La necessità di foraggiare lo streaming – pozzo senza fondo in termini di prodotto – ha portato al pullulare incontrollato delle produzioni più svariate, con l’inevitabile conseguenza della generale scarsa qualità. L’ultima moda, imperante già da un annetto, è quella di “forzare” un’uscita cinematografica anche per questi prodotti, nella (beata?) speranza di “arrotondare” i ricavi e rendere meno pesante l’investimento. L’effetto principale, purtroppo, è quello di intasare l’esercizio occupando un considerevole numero di spettacoli giornalieri – imposti per contratto e puntualmente deserti in termini di pubblico – mandando quindi a picco i dati di presenze reali. Il consiglio, insomma, è quello di lasciare la sala ai film pensati per la sala.
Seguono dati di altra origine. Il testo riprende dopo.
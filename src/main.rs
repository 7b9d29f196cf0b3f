//! Roundplot - charts for consensus round measurements
//!
//! A CLI tool that reads `round,participant,value` CSV files and draws
//! round latency, per-round throughput and throughput-by-player-count
//! charts as SVG.
//!
//! Exit codes:
//!   0 - Success
//!   1 - Error (bad arguments, unreadable or malformed input, render failure)

mod analysis;
mod cli;
mod config;
mod error;
mod ingest;
mod models;
mod plots;
mod report;

use anyhow::{Context, Result};
use cli::{Args, OutputFormat};
use config::{Config, CONFIG_FILE_NAME};
use std::path::{Path, PathBuf};
use std::time::Instant;
use tracing::{debug, error, info};
use tracing_subscriber::filter::LevelFilter;
use tracing_subscriber::{EnvFilter, FmtSubscriber};

fn main() -> Result<()> {
    // Parse command-line arguments
    let args = Args::parse_args();

    // Validate arguments
    if let Err(e) = args.validate() {
        eprintln!("Error: {}", e);
        std::process::exit(1);
    }

    // Handle --init-config early (no logging needed)
    if args.init_config {
        return handle_init_config();
    }

    // Initialize logging
    init_logging(&args);

    info!("Roundplot v{}", env!("CARGO_PKG_VERSION"));
    debug!("Arguments: {:?}", args);

    match run(args) {
        Ok(exit_code) => {
            std::process::exit(exit_code);
        }
        Err(e) => {
            error!("Plot failed: {:#}", e);
            eprintln!("\n❌ Error: {:#}", e);
            std::process::exit(1);
        }
    }
}

/// Handle --init-config: generate a default .roundplot.toml.
fn handle_init_config() -> Result<()> {
    let path = Path::new(CONFIG_FILE_NAME);

    if path.exists() {
        eprintln!(
            "⚠️  {} already exists. Remove it first or edit it manually.",
            CONFIG_FILE_NAME
        );
        std::process::exit(1);
    }

    let content = Config::default_toml();
    std::fs::write(path, &content)
        .with_context(|| format!("Failed to write {}", CONFIG_FILE_NAME))?;

    println!("✅ Created {} with default settings.", CONFIG_FILE_NAME);
    println!("   Edit it to customize file names, player counts, titles, and axes.");
    Ok(())
}

/// Initialize logging based on verbosity settings.
fn init_logging(args: &Args) {
    let env = std::env::var(EnvFilter::DEFAULT_ENV).ok();

    let subscriber = FmtSubscriber::builder()
        .with_env_filter(log_filter(args, env.as_deref()))
        .with_target(false)
        .with_thread_ids(false)
        .with_file(false)
        .with_line_number(false)
        .compact()
        .finish();

    if let Err(e) = tracing::subscriber::set_global_default(subscriber) {
        eprintln!("Failed to set tracing subscriber: {}", e);
    }
}

/// `-v`/`-q` win; otherwise `RUST_LOG` when it parses, else the default level.
fn log_filter(args: &Args, env: Option<&str>) -> EnvFilter {
    let from_flags = || {
        EnvFilter::default().add_directive(LevelFilter::from_level(args.log_level()).into())
    };

    if args.verbose || args.quiet {
        return from_flags();
    }

    env.and_then(|directives| EnvFilter::try_new(directives).ok())
        .unwrap_or_else(from_flags)
}

/// Build the requested chart and write it out. Returns the exit code.
fn run(args: Args) -> Result<i32> {
    let start_time = Instant::now();

    // `--plot` is required unless --init-config, which returned earlier
    let kind = args
        .plot
        .context("No plot selected; pass --plot latency|per-round|read|write")?;

    // Load configuration
    let mut config = load_config(&args)?;
    config.merge_with_args(&args);
    config.validate().context("Invalid configuration")?;

    // Step 1: Load and aggregate
    println!("📥 Loading {} data...", kind);
    let summary = plots::build_plot(kind, &config, !args.quiet)
        .with_context(|| format!("Failed to build the {} plot", kind))?;

    // Step 2: Summary
    if !args.quiet {
        println!("\n{}", report::generate_text_summary(&summary));
    }

    // Handle --dry-run: nothing is written
    if args.dry_run {
        println!("✅ Dry run complete. No files were written.");
        return Ok(0);
    }

    // Step 3: Write the chart or the data
    let output = output_path(&args, &config);
    if let Some(parent) = output.parent() {
        if !parent.as_os_str().is_empty() && !parent.exists() {
            std::fs::create_dir_all(parent)
                .with_context(|| format!("Failed to create directory {}", parent.display()))?;
        }
    }

    match args.format {
        OutputFormat::Svg => {
            println!("🎨 Rendering {} chart...", summary.chart.style);
            report::render_svg(&summary.chart, &output, report::DEFAULT_SIZE)
                .with_context(|| format!("Failed to render {}", output.display()))?;
        }
        OutputFormat::Json => {
            report::write_json_summary(&summary, &output)?;
        }
    }

    println!(
        "✅ Done in {:.2}s! Output saved to: {}",
        start_time.elapsed().as_secs_f64(),
        output.display()
    );

    Ok(0)
}

/// Resolve the output file, switching the default name to `.json` for JSON output.
fn output_path(args: &Args, config: &Config) -> PathBuf {
    let path = PathBuf::from(&config.general.output);

    if args.output.is_none() && args.format == OutputFormat::Json {
        return path.with_extension("json");
    }

    path
}

/// Load configuration from file or use defaults.
fn load_config(args: &Args) -> Result<Config> {
    load_config_in(args, Path::new("."))
}

/// Explicit `--config` first, then `dir/.roundplot.toml`, then defaults.
///
/// A config file that exists but cannot be read or parsed fails the run.
fn load_config_in(args: &Args, dir: &Path) -> Result<Config> {
    // Try explicit config path
    if let Some(ref config_path) = args.config {
        info!("Loading config from: {}", config_path.display());
        return Config::load(config_path);
    }

    // Try default location
    match Config::load_default_in(dir)? {
        Some(config) => {
            info!("Loaded default config from {}", CONFIG_FILE_NAME);
            Ok(config)
        }
        None => {
            debug!("No config file found, using defaults");
            Ok(Config::default())
        }
    }
}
Riversando tutto il resto altrove.

Cinema finestra 180 giorni
Mandare nelle sale i film pensati per le sale: Dr.Strange nel multiverso della follia ha incassato più di 8 milioni di euro solo nei primi 5 giorni di programmazione

Infine una riflessione di carattere prettamente “politico”. Questi due anni di pandemia sono stati difficili per tutti, tra chiusure, limitazioni alla libertà, contagi o peggio. Nessuno – politico o cittadino che sia – ha il dono della bacchetta magica. E dinanzi una situazione inedita, grave e mutevole come quella affrontata, dubitiamo fortemente si potesse avere una sfera di cristallo a guidare le decisioni con certezza assoluta. Ciò premesso, risulta comunque incredibile vedere tanta profusione di mezzi ed interesse offerti dal ministro Franceschini per “la causa”, quando non più di un anno e mezzo fa – in collaborazione con il collega al dicastero della sanità – era intento ad applicare il catenaccio. Cavalcando slogan apocalittici – tesi a far passare teatri e cinema come “fabbriche di contagi” – adottati da certa stampa a caccia di click. Peraltro contro ogni evidenza pratica, scientifica e di buon senso. Chi disse “solo i paracarri non cambiano idea” ci aveva dunque visto giusto.